Among the entries below, find the lines with the word "struct" and return them.

——

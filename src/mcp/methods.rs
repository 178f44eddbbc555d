//! Method dispatch.
//!
//! A stateless mapping from method name to behaviour. Nothing here knows
//! whether the caller is a request or a notification; suppressing responses
//! to notifications is the message processor's job.

use serde::Serialize;
use serde_json::{json, Value};
use tracing::debug;

use crate::mcp::protocol::{
    ErrorCode, JsonRpcErrorData, MCP_PROTOCOL_VERSION, SERVER_NAME, SERVER_VERSION,
};
use crate::mcp::tools::{
    recommend_tool_definition, ToolCallParams, ToolExecutor, RECOMMEND_TOOL_NAME,
};

/// Methods understood by the server.
#[derive(Debug, Clone, PartialEq, Eq)]
pub enum Method {
    /// `initialize`
    Initialize,
    /// `notifications/initialized`
    Initialized,
    /// `notifications/cancelled`
    Cancelled,
    /// `tools/list`
    ToolsList,
    /// `tools/call`
    ToolsCall,
    /// `ping`
    Ping,
    /// Anything else.
    Unknown(String),
}

impl Method {
    /// Maps a wire method name to a [`Method`].
    #[must_use]
    pub fn parse(name: &str) -> Self {
        match name {
            "initialize" => Self::Initialize,
            "notifications/initialized" => Self::Initialized,
            "notifications/cancelled" => Self::Cancelled,
            "tools/list" => Self::ToolsList,
            "tools/call" => Self::ToolsCall,
            "ping" => Self::Ping,
            other => Self::Unknown(other.to_string()),
        }
    }
}

/// What a method produced.
#[derive(Debug, Clone, PartialEq)]
pub enum MethodOutcome {
    /// A result value to send back.
    Reply(Value),
    /// Notification handlers produce nothing to send.
    NoReply,
}

/// Server capabilities advertised during initialisation.
#[derive(Debug, Clone, Default, Serialize)]
pub struct ServerCapabilities {
    /// Tool-related capabilities.
    pub tools: ToolCapabilities,
}

/// Tool-specific capabilities.
#[derive(Debug, Clone, Default, Serialize)]
pub struct ToolCapabilities {
    /// Whether the tool list can change during the session.
    #[serde(rename = "listChanged")]
    pub list_changed: bool,
}

/// Server information for initialisation response.
#[derive(Debug, Clone, Serialize)]
pub struct ServerInfo {
    /// Server name.
    pub name: String,
    /// Server version.
    pub version: String,
}

impl Default for ServerInfo {
    fn default() -> Self {
        Self {
            name: SERVER_NAME.to_string(),
            version: SERVER_VERSION.to_string(),
        }
    }
}

/// The `initialize` result. Fixed; client parameters are ignored.
#[must_use]
pub fn initialize_result() -> Value {
    json!({
        "protocolVersion": MCP_PROTOCOL_VERSION,
        "capabilities": ServerCapabilities::default(),
        "serverInfo": ServerInfo::default(),
    })
}

/// The `tools/list` result.
#[must_use]
pub fn tools_list_result() -> Value {
    json!({ "tools": [recommend_tool_definition()] })
}

/// Runs one method.
///
/// # Errors
///
/// - `-32601` for unknown methods
/// - `-32602` for malformed `tools/call` params or an unknown tool name
/// - `-32603` if a tool result cannot be serialised
pub async fn dispatch(
    method: &Method,
    params: Option<&Value>,
    tools: &ToolExecutor,
) -> Result<MethodOutcome, JsonRpcErrorData> {
    match method {
        Method::Initialize => Ok(MethodOutcome::Reply(initialize_result())),
        Method::Initialized => {
            debug!("Client reported initialised");
            Ok(MethodOutcome::NoReply)
        }
        Method::Cancelled => {
            // In-flight backend calls are not aborted.
            debug!(params = ?params, "Client cancelled a request");
            Ok(MethodOutcome::NoReply)
        }
        Method::ToolsList => Ok(MethodOutcome::Reply(tools_list_result())),
        Method::ToolsCall => call_tool(params, tools).await.map(MethodOutcome::Reply),
        Method::Ping => Ok(MethodOutcome::Reply(json!({}))),
        Method::Unknown(name) => Err(JsonRpcErrorData::with_message(
            ErrorCode::MethodNotFound,
            format!("Method not found: {name}"),
        )),
    }
}

async fn call_tool(
    params: Option<&Value>,
    tools: &ToolExecutor,
) -> Result<Value, JsonRpcErrorData> {
    let params: ToolCallParams = params
        .map(|p| serde_json::from_value(p.clone()))
        .transpose()
        .map_err(|e| {
            JsonRpcErrorData::with_message(
                ErrorCode::InvalidParams,
                format!("Invalid tool call params: {e}"),
            )
        })?
        .ok_or_else(|| {
            JsonRpcErrorData::with_message(ErrorCode::InvalidParams, "Missing tool call params")
        })?;

    if params.name != RECOMMEND_TOOL_NAME {
        return Err(JsonRpcErrorData::with_message(
            ErrorCode::InvalidParams,
            format!("Unknown tool: {}", params.name),
        ));
    }

    let result = tools.execute(&params.arguments).await;
    serde_json::to_value(&result).map_err(|e| {
        tracing::error!(error = %e, "Failed to serialise tool call result");
        JsonRpcErrorData::with_message(
            ErrorCode::InternalError,
            "Internal error: failed to serialise result",
        )
    })
}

——

__SOLVED PROBLEM__.
pub struct ServerCapabilities {
pub struct ToolCapabilities {
pub struct ServerInfo {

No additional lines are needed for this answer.